Location
- Country: India
- State: Jharkhand, Bihar
- City: Itkhori

Physical characteristics
- Source: Korambe Pahar
- • location: Hazaribagh district
- Mouth: Falgu River
- • location: Gaya district
- • coordinates: 24°43′41″N 85°00′47″E﻿ / ﻿24.72806°N 85.01306°E

= Mohana River =

The Mohana River (also called Mohani River/Mohane River) flows through the Hazaribagh, Chatra and Gaya districts in the Indian states of Jharkhand and Bihar.

==Course==
The Mohana originates on Korambe Pahar on the Hazaribagh plateau near Bendi village, 19.3 km from Hazaribagh It drains the upper part of the plateau. The western portion of the Hazaribagh plateau constitutes a broad watershed between the Damodar drainage on the south and the Lilajan (also called Niranjana) and Mohana rivers on the north.

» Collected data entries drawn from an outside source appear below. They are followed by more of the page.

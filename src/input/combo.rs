//! Chord string syntax.
//!
//! A chord is lowercase tokens joined by `+`: zero or more modifiers
//! (`ctrl`, `alt`, `shift`, `win`) followed by exactly one key, e.g.
//! `ctrl+alt+up` or `f9`. Parsing is case-insensitive and whitespace around
//! tokens is ignored.

use global_hotkey::hotkey::{Code, HotKey, Modifiers};

use super::HotkeyError;

/// Parse a chord string into a registrable hotkey
pub fn parse(combo: &str) -> Result<HotKey, HotkeyError> {
    let invalid = |reason: &str| HotkeyError::InvalidCombo {
        combo: combo.to_owned(),
        reason: reason.to_owned(),
    };

    let mut modifiers = Modifiers::empty();
    let mut key: Option<Code> = None;

    for token in combo.split('+') {
        let token = token.trim().to_lowercase();
        if token.is_empty() {
            return Err(invalid("empty token"));
        }
        if let Some(modifier) = parse_modifier(&token) {
            modifiers |= modifier;
        } else if let Some(code) = parse_key(&token) {
            if key.is_some() {
                return Err(invalid("more than one non-modifier key"));
            }
            key = Some(code);
        } else {
            return Err(invalid(&format!("unknown token {token:?}")));
        }
    }

    let code = key.ok_or_else(|| invalid("no non-modifier key"))?;
    let modifiers = if modifiers.is_empty() {
        None
    } else {
        Some(modifiers)
    };
    Ok(HotKey::new(modifiers, code))
}

fn parse_modifier(token: &str) -> Option<Modifiers> {
    match token {
        "ctrl" | "control" => Some(Modifiers::CONTROL),
        "alt" | "option" => Some(Modifiers::ALT),
        "shift" => Some(Modifiers::SHIFT),
        "win" | "super" | "cmd" => Some(Modifiers::SUPER),
        _ => None,
    }
}

#[allow(clippy::too_many_lines)] // flat token table
fn parse_key(token: &str) -> Option<Code> {
    let code = match token {
        "a" => Code::KeyA,
        "b" => Code::KeyB,
        "c" => Code::KeyC,
        "d" => Code::KeyD,
        "e" => Code::KeyE,
        "f" => Code::KeyF,
        "g" => Code::KeyG,
        "h" => Code::KeyH,
        "i" => Code::KeyI,
        "j" => Code::KeyJ,
        "k" => Code::KeyK,
        "l" => Code::KeyL,
        "m" => Code::KeyM,
        "n" => Code::KeyN,
        "o" => Code::KeyO,
        "p" => Code::KeyP,
        "q" => Code::KeyQ,
        "r" => Code::KeyR,
        "s" => Code::KeyS,
        "t" => Code::KeyT,
        "u" => Code::KeyU,
        "v" => Code::KeyV,
        "w" => Code::KeyW,
        "x" => Code::KeyX,
        "y" => Code::KeyY,
        "z" => Code::KeyZ,
        "0" => Code::Digit0,
        "1" => Code::Digit1,
        "2" => Code::Digit2,
        "3" => Code::Digit3,
        "4" => Code::Digit4,
        "5" => Code::Digit5,
        "6" => Code::Digit6,
        "7" => Code::Digit7,
        "8" => Code::Digit8,
        "9" => Code::Digit9,
        "f1" => Code::F1,
        "f2" => Code::F2,
        "f3" => Code::F3,
        "f4" => Code::F4,
        "f5" => Code::F5,
        "f6" => Code::F6,
        "f7" => Code::F7,
        "f8" => Code::F8,
        "f9" => Code::F9,
        "f10" => Code::F10,
        "f11" => Code::F11,
        "f12" => Code::F12,
        "up" => Code::ArrowUp,
        "down" => Code::ArrowDown,
        "left" => Code::ArrowLeft,
        "right" => Code::ArrowRight,
        "space" => Code::Space,
        "tab" => Code::Tab,
        "enter" | "return" => Code::Enter,
        "esc" | "escape" => Code::Escape,
        "backspace" => Code::Backspace,
        "delete" => Code::Delete,
        "insert" => Code::Insert,
        "home" => Code::Home,
        "end" => Code::End,
        "pageup" => Code::PageUp,
        "pagedown" => Code::PageDown,
        "minus" => Code::Minus,
        "equals" => Code::Equal,
        "comma" => Code::Comma,
        "period" => Code::Period,
        "slash" => Code::Slash,
        "semicolon" => Code::Semicolon,
        _ => return None,
    };
    Some(code)
}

The Mohana then runs north past Itkhori, descends into the Gaya Plains, and crosses the Grand Trunk Road / NH 2 at the foot of the Danua pass. Near Itkhori it intersects the Chatra-Chauparan Road with its wide and sandy channel. 3.2 km below Bodh Gaya it unites with the Lilajan (Niranjana) to form the Falgu. When it goes past the Barabar Hills, it again takes the name of Mohana, and divides into two branches.

==Waterfalls==
In the long range of hills south of the border of Gaya district, well inside Chatra district, there are two waterfalls of the Mohana. The first at Tamasin is at the head of deep valley where the river plunges abruptly down a high steep face of black rock in to a shady pool below and then dashes down a gloomy gorge of strangely contorted rock; the lower falls at Hariakhal presents a scene of more placid beauty, as here the river, issuing through a picturesque glen, glides down the sloping slide of red rocks into a still, large pond surrounded by high wooden banks. Tamasin is 26 km from Chatra town.